Partitioned Approach and Gene-Tree-Based Approach

In the above analyses, phylogenetic trees were constructed with concatenated sequences using the JTTFG model. Phylogenetic trees were constructed for concatenated sequences with a different substitution model (GTRG) and using the partitioned approach. For the Hughes data, only AU test was conducted for the GTRG model, by computing the likelihood values of the three tree topologies corresponding to Trees 1–3 because of the large numbers of loci and species. They were mostly the same as those of JTTFG, and BPs supporting the constructed tree topologies and P values of AU test were similar (supplementary table S7, Supplementary Material online).

In the gene-tree based approach by ASTRAL, tree topologies were the same as those for the concatenated sequences except one case in which Tree 3 was constructed with all the outgroups for the Hughes data instead of Tree 1 which was constructed for the concatenated sequence. Although the BPs in the gene-tree based approach were much lower (15.5–20% for the Bian data, 28.6–39.9% for the Chen data, and 6.7–16.8% for the Hughes data) (supplementary table S7, Supplementary Material online). This result suggested that the effects of incomplete lineage sorting, as well as the substitution models used and the partitioning on the constructed tree topologies, were small compared with that of species included and the sequence divergence.

Computer Simulation

In the above analyses, the constructed tree topologies were affected by branch lengths, amino-acid frequencies of the included species, and the divergence of sequence data. The effects of branch lengths by the species included were examined by computer simulation generating sequence data for model trees corresponding to Trees 1–3 with branch lengths estimated from the Bian data, the four sets of the Chen data, and the Hughes data (supplementary figs. S5 and S6, Supplementary Material online) (see for all the results supplementary tables S8–S10, Supplementary Material online). In the following the results for which Tree 1 was used as the model tree (fig. 5) will be discussed. However, the results were similar among the cases in which Trees 1–3 were used as the model trees (supplementary figs. S4, S7, and S8, Supplementary Material online).
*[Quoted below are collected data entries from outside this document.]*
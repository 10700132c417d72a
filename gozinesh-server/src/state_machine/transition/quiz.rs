//! Regulations-test transitions.
//!
//! Entry is gated by the 24-hour cooldown from the last failed attempt.
//! The question set is reshuffled uniformly per attempt; every question
//! is presented with its options plus a synthetic "I don't know" choice
//! appended last. A wrong answer is revealed immediately on a side
//! channel and never blocks progression.

use std::time::{SystemTime, UNIX_EPOCH};

use gozinesh_core::{report, AnswerRecord, QuizQuestion, Scorecard, TestType};

use super::{main_menu, repo_failure, unhandled, Actor, FlowContext, TransitionResult};
use crate::scoring::{cooldown_remaining, hours_minutes, shuffle_questions};
use crate::state_machine::effect::{Effect, LogLevel, Notice};
use crate::state_machine::event::{Action, Event};
use crate::state_machine::state::SessionState;

fn now_secs() -> u64 {
    SystemTime::now()
        .duration_since(UNIX_EPOCH)
        .map(|d| d.as_secs())
        .unwrap_or(0)
}

pub async fn handle(
    ctx: &FlowContext<'_>,
    actor: &Actor,
    state: SessionState,
    event: Event,
) -> TransitionResult {
    match (state, event) {
        (SessionState::ChoosingTestType, Event::Selected(Action::StartTest(test_type))) => {
            start_attempt(ctx, actor, test_type).await
        }

        (SessionState::ChoosingTestType, Event::Selected(Action::BackToMain)) => {
            TransitionResult::new(SessionState::Idle, vec![main_menu()])
        }

        (
            SessionState::AnsweringQuiz {
                test_type,
                questions,
                mut records,
                mut correct,
                mut incorrect,
            },
            Event::Selected(Action::Answer(chosen)),
        ) => {
            let question = &questions[records.len()];
            let mut effects = Vec::new();

            if chosen == question.correct {
                correct += 1;
            } else {
                // The synthetic option and out-of-range indexes count as
                // wrong; the correct answer is revealed immediately.
                incorrect += 1;
                effects.push(Effect::notify(
                    actor.user(),
                    Notice::WrongAnswer {
                        correct_text: question
                            .options
                            .get(question.correct)
                            .cloned()
                            .unwrap_or_default(),
                    },
                ));
            }

            records.push(AnswerRecord {
                question: question.text.clone(),
                options: question.options.clone(),
                chosen,
                correct: question.correct,
            });

            if records.len() < questions.len() {
                effects.push(prompt(test_type, &questions, records.len()));
                return TransitionResult::new(
                    SessionState::AnsweringQuiz {
                        test_type,
                        questions,
                        records,
                        correct,
                        incorrect,
                    },
                    effects,
                );
            }

            finish_attempt(
                ctx,
                actor,
                test_type,
                questions.len() as u32,
                correct,
                incorrect,
                &records,
                effects,
            )
            .await
        }

        (state, event) => unhandled(state, &event),
    }
}

/// Check the cooldown gate, load and shuffle the questions, and present
/// the first one.
async fn start_attempt(
    ctx: &FlowContext<'_>,
    actor: &Actor,
    test_type: TestType,
) -> TransitionResult {
    let last_failure = match ctx.repo.attempt_cooldown(actor.user(), test_type).await {
        Ok(last) => last,
        Err(error) => return repo_failure(SessionState::ChoosingTestType, error),
    };

    if let Some(last) = last_failure {
        if let Some(remaining) = cooldown_remaining(last, now_secs()) {
            let (hours, minutes) = hours_minutes(remaining);
            return TransitionResult::new(
                SessionState::Idle,
                vec![
                    Effect::reply(Notice::CooldownActive {
                        test_type,
                        hours,
                        minutes,
                    }),
                    main_menu(),
                ],
            );
        }
    }

    let mut questions = match ctx.repo.list_quiz_questions(test_type).await {
        Ok(questions) => questions,
        Err(error) => return repo_failure(SessionState::ChoosingTestType, error),
    };

    if questions.is_empty() {
        return TransitionResult::new(
            SessionState::Idle,
            vec![
                Effect::reply(Notice::NoQuestionsForTest { test_type }),
                main_menu(),
            ],
        );
    }

    shuffle_questions(&mut questions);
    let first = prompt(test_type, &questions, 0);
    TransitionResult::new(
        SessionState::AnsweringQuiz {
            test_type,
            questions,
            records: Vec::new(),
            correct: 0,
            incorrect: 0,
        },
        vec![first],
    )
}

/// Score the attempt, settle the cooldown row, and deliver the summary to
/// the taker and the breakdown to the administrator.
#[allow(clippy::too_many_arguments)]
async fn finish_attempt(
    ctx: &FlowContext<'_>,
    actor: &Actor,
    test_type: TestType,
    total: u32,
    correct: u32,
    incorrect: u32,
    records: &[AnswerRecord],
    mut effects: Vec<Effect>,
) -> TransitionResult {
    let card = Scorecard {
        correct,
        incorrect,
        total,
    };

    let settle = if card.passed() {
        ctx.repo.clear_attempt_cooldown(actor.user(), test_type).await
    } else {
        ctx.repo.upsert_attempt_cooldown(actor.user(), test_type).await
    };
    if let Err(error) = settle {
        // The attempt is complete; losing the result over a cooldown
        // write would be worse than a stale cooldown row.
        effects.push(Effect::Log {
            level: LogLevel::Error,
            message: format!("failed to settle attempt cooldown: {}", error),
        });
    }

    effects.push(Effect::reply(Notice::QuizSummary {
        report: report::quiz_summary(test_type, &card),
    }));
    effects.push(Effect::notify(
        ctx.config.admin,
        Notice::QuizAdminReport {
            report: report::quiz_admin_report(&actor.identity, test_type, &card, records),
        },
    ));
    effects.push(main_menu());

    TransitionResult::new(SessionState::Idle, effects)
}

/// Present question `index`, offering one choice per real option plus the
/// synthetic "I don't know" choice last.
fn prompt(test_type: TestType, questions: &[QuizQuestion], index: usize) -> Effect {
    let question = &questions[index];
    let choices = (0..=question.options.len()).map(Action::Answer).collect();
    Effect::menu(
        Notice::QuizPrompt {
            number: index + 1,
            total: questions.len(),
            test_type,
            text: question.text.clone(),
            options: question.options.clone(),
        },
        choices,
    )
}

#[cfg(test)]
mod tests {
    use super::super::test_support::*;
    use super::*;
    use crate::state_machine::repository::QuestionRepository;
    use gozinesh_core::NewQuizQuestion;

    async fn seed_questions(fixture: &Fixture, count: usize, correct: usize) {
        for index in 0..count {
            fixture
                .repo
                .insert_quiz_question(NewQuizQuestion {
                    test_type: TestType::General,
                    text: format!("question {}", index),
                    options: vec!["a".into(), "b".into(), "c".into(), "d".into()],
                    correct,
                })
                .await
                .unwrap();
        }
    }

    fn answering_state(count: usize, correct: usize) -> SessionState {
        let questions = (0..count)
            .map(|index| QuizQuestion {
                id: gozinesh_core::QuestionId(index as i64),
                test_type: TestType::General,
                text: format!("question {}", index),
                options: vec!["a".into(), "b".into(), "c".into(), "d".into()],
                correct,
            })
            .collect();
        SessionState::AnsweringQuiz {
            test_type: TestType::General,
            questions,
            records: Vec::new(),
            correct: 0,
            incorrect: 0,
        }
    }

    #[tokio::test]
    async fn test_recent_failure_blocks_entry_with_remaining_time() {
        let fixture = Fixture::new();
        seed_questions(&fixture, 1, 0).await;
        fixture
            .repo
            .upsert_attempt_cooldown(USER, TestType::General)
            .await
            .unwrap();

        let result = handle(
            &fixture.ctx(),
            &actor(USER),
            SessionState::ChoosingTestType,
            Event::Selected(Action::StartTest(TestType::General)),
        )
        .await;

        assert!(result.state.is_idle());
        match &result.effects[0] {
            Effect::Reply {
                notice: Notice::CooldownActive { hours, .. },
                ..
            } => {
                // Failure recorded moments ago: essentially the whole
                // window remains.
                assert!(*hours >= 23, "expected ~24h remaining, got {}h", hours);
            }
            other => panic!("expected CooldownActive, got {:?}", other),
        }
    }

    #[tokio::test]
    async fn test_empty_question_set_aborts_to_root() {
        let fixture = Fixture::new();
        let result = handle(
            &fixture.ctx(),
            &actor(USER),
            SessionState::ChoosingTestType,
            Event::Selected(Action::StartTest(TestType::Detailed)),
        )
        .await;

        assert!(result.state.is_idle());
        assert!(matches!(
            &result.effects[0],
            Effect::Reply {
                notice: Notice::NoQuestionsForTest { .. },
                ..
            }
        ));
    }

    #[tokio::test]
    async fn test_prompt_appends_synthetic_choice_last() {
        let fixture = Fixture::new();
        seed_questions(&fixture, 1, 2).await;

        let result = handle(
            &fixture.ctx(),
            &actor(USER),
            SessionState::ChoosingTestType,
            Event::Selected(Action::StartTest(TestType::General)),
        )
        .await;

        if let Effect::Reply { choices, .. } = &result.effects[0] {
            assert_eq!(choices.len(), 5);
            assert_eq!(choices[4], Action::Answer(4));
        } else {
            panic!("expected quiz prompt");
        }
    }

    #[tokio::test]
    async fn test_correct_answer_advances_silently() {
        let fixture = Fixture::new();
        let result = handle(
            &fixture.ctx(),
            &actor(USER),
            answering_state(2, 1),
            Event::Selected(Action::Answer(1)),
        )
        .await;

        match &result.state {
            SessionState::AnsweringQuiz {
                correct,
                incorrect,
                records,
                ..
            } => {
                assert_eq!(*correct, 1);
                assert_eq!(*incorrect, 0);
                assert_eq!(records.len(), 1);
            }
            other => panic!("expected AnsweringQuiz, got {:?}", other),
        }
        // No side-channel reveal for a correct answer.
        assert!(!result
            .effects
            .iter()
            .any(|e| matches!(e, Effect::Notify { .. })));
    }

    #[tokio::test]
    async fn test_wrong_answer_reveals_correct_option() {
        let fixture = Fixture::new();
        let result = handle(
            &fixture.ctx(),
            &actor(USER),
            answering_state(2, 1),
            Event::Selected(Action::Answer(3)),
        )
        .await;

        let reveal = result
            .effects
            .iter()
            .find(|e| matches!(e, Effect::Notify { .. }))
            .expect("wrong answer should be revealed");
        if let Effect::Notify { user, notice, .. } = reveal {
            assert_eq!(*user, USER);
            assert_eq!(
                *notice,
                Notice::WrongAnswer {
                    correct_text: "b".to_string()
                }
            );
        }
        // Progression is not blocked.
        assert!(matches!(result.state, SessionState::AnsweringQuiz { .. }));
    }

    #[tokio::test]
    async fn test_synthetic_option_counts_as_wrong() {
        let fixture = Fixture::new();
        let result = handle(
            &fixture.ctx(),
            &actor(USER),
            answering_state(2, 0),
            Event::Selected(Action::Answer(4)),
        )
        .await;

        match &result.state {
            SessionState::AnsweringQuiz { incorrect, .. } => assert_eq!(*incorrect, 1),
            other => panic!("expected AnsweringQuiz, got {:?}", other),
        }
    }

    #[tokio::test]
    async fn test_passing_attempt_clears_cooldown() {
        let fixture = Fixture::new();
        // A stale cooldown row exists from an earlier failure.
        fixture
            .repo
            .upsert_attempt_cooldown(USER, TestType::General)
            .await
            .unwrap();

        let mut state = answering_state(2, 0);
        for _ in 0..2 {
            let result = handle(
                &fixture.ctx(),
                &actor(USER),
                state,
                Event::Selected(Action::Answer(0)),
            )
            .await;
            state = result.state;
        }

        assert!(state.is_idle());
        assert_eq!(
            fixture
                .repo
                .attempt_cooldown(USER, TestType::General)
                .await
                .unwrap(),
            None
        );
    }

    #[tokio::test]
    async fn test_failing_attempt_records_cooldown_and_reports() {
        let fixture = Fixture::new();
        let result = handle(
            &fixture.ctx(),
            &actor(USER),
            answering_state(1, 0),
            Event::Selected(Action::Answer(2)),
        )
        .await;

        assert!(result.state.is_idle());
        assert!(fixture
            .repo
            .attempt_cooldown(USER, TestType::General)
            .await
            .unwrap()
            .is_some());

        // Taker gets the summary, administrator gets the breakdown.
        assert!(result
            .effects
            .iter()
            .any(|e| matches!(e, Effect::Reply { notice: Notice::QuizSummary { .. }, .. })));
        let admin_report = result.effects.iter().find(|e| {
            matches!(
                e,
                Effect::Notify {
                    notice: Notice::QuizAdminReport { .. },
                    ..
                }
            )
        });
        if let Some(Effect::Notify { user, notice, .. }) = admin_report {
            assert_eq!(*user, ADMIN);
            if let Notice::QuizAdminReport { report } = notice {
                assert!(report.contains("I don't know") || report.contains("Chosen: c"));
            }
        } else {
            panic!("administrator should receive the breakdown");
        }
    }

    #[tokio::test]
    async fn test_stored_correct_index_is_never_the_synthetic_option() {
        let fixture = Fixture::new();
        seed_questions(&fixture, 3, 3).await;

        let questions = fixture
            .repo
            .list_quiz_questions(TestType::General)
            .await
            .unwrap();
        for question in questions {
            assert!(question.correct < question.options.len());
        }
    }
}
For the Bian data different species of the outgroup, Osteoglossomorpha, Elopomorpha, and Clupeocephala were included (fig. 5a). The numbers of replications in which the correct tree topologies were obtained (NCs) were higher when species with a shorter bR, such as gar as the outgroup or tarpon in Elopomorpha, was included than when species with a longer bRs, such as coelacanth or European eel, were included. Although the differences in the bRs of species in Osteoglossomorpha and Clupeocephala were relatively small, there was a tendency for the NC to become higher when including species with a shorter bR (fig. 5a and supplementary fig. S7, Supplementary Material online). There was a positive correlation between the difference in NCs (ΔNC) and that of the bRs to species included (ΔbR) (supplementary fig. S9a and table S11, Supplementary Material online).

For the four sets of the Chen data, the outgroups and species in Clupeocephala were changed. Even though the extent of the sequence divergence of the four sets varied, the NCs tended to be higher when including species with a shorter bR in the result of the four sets (supplementary fig. S9be and table S11, Supplementary Material online), similar to the Bian data.

Although the Bian data included multiple species in Osteoglossomorpha and Elopomorpha, only one species was available in these groups in the Chen data. NCs in the cases in which multiple species were included in Osteoglossomorpha and Elopomorpha were much higher than those in which one species was included for these groups in the Bian data (fig. 5c and supplementary fig. S1, Supplementary Material online). This result was consistent with the theoretical study (Townsend and López-Giráldez 2010) and computer simulation (e.g., Hillis 1998; Heath et al. 2008).

For the Hughes data, the outgroups were changed and the butterflyfish, eels, and tarpon which had different bRs in Osteoglossomopha and Elopomorpha were excluded. As the results of the Bian and Chen data, the NC tended to become higher when the outgroups with shorter bRs were used. In contrast, when the tarpon with a shorter bR than the eels was included (by excluding the eels), the NCs were sometimes lower than those when the eels were included (supplementary table S8, Supplementary Material online). However, with all the outgroups or Holostei as the outgroups, the NCs were always higher when the tarpon was included than when the eels were included (fig. 5d). When the butterflyfish, which had a longer bR than the other Osteoglossomorpha species, was excluded, the NCs slightly decreased in general, but remained similar. This may be because there were six species of Osteoglossomorpha in the Hughes data and exclusion of one species had a small effect on the tree topology.

UCE Data

Although concatenated sequences of protein-coding genes in the three previous studies (Chen et al. 2015; Bian et al. 2016; Hughes et al. 2018) all supported Tree 1, that of UCE data supported Tree 2 with high statistical support (Faircloth et al. 2013; BP = 100% in supplementary fig. S10, Supplementary Material online). One of the reasons for this difference in constructed tree topologies appears to be the relatively low sequence divergence of the UCE data. The bRs of UCE data were on average ∼50% of those of the Bian data, 30–50% of the Hughes data, and 95% and 90% of the Total and Teleost sets of the Chen data (supplementary table S2, Supplementary Material online). Although the bRs of the UCE data were approximately two to three times longer than those of the Slow1000 and Slow500 sets of the Chen data, the UCE data contained two species in both Elopomorpha and Osteoglossomorpha, in contrast to the Chen data that included only one species in these groups.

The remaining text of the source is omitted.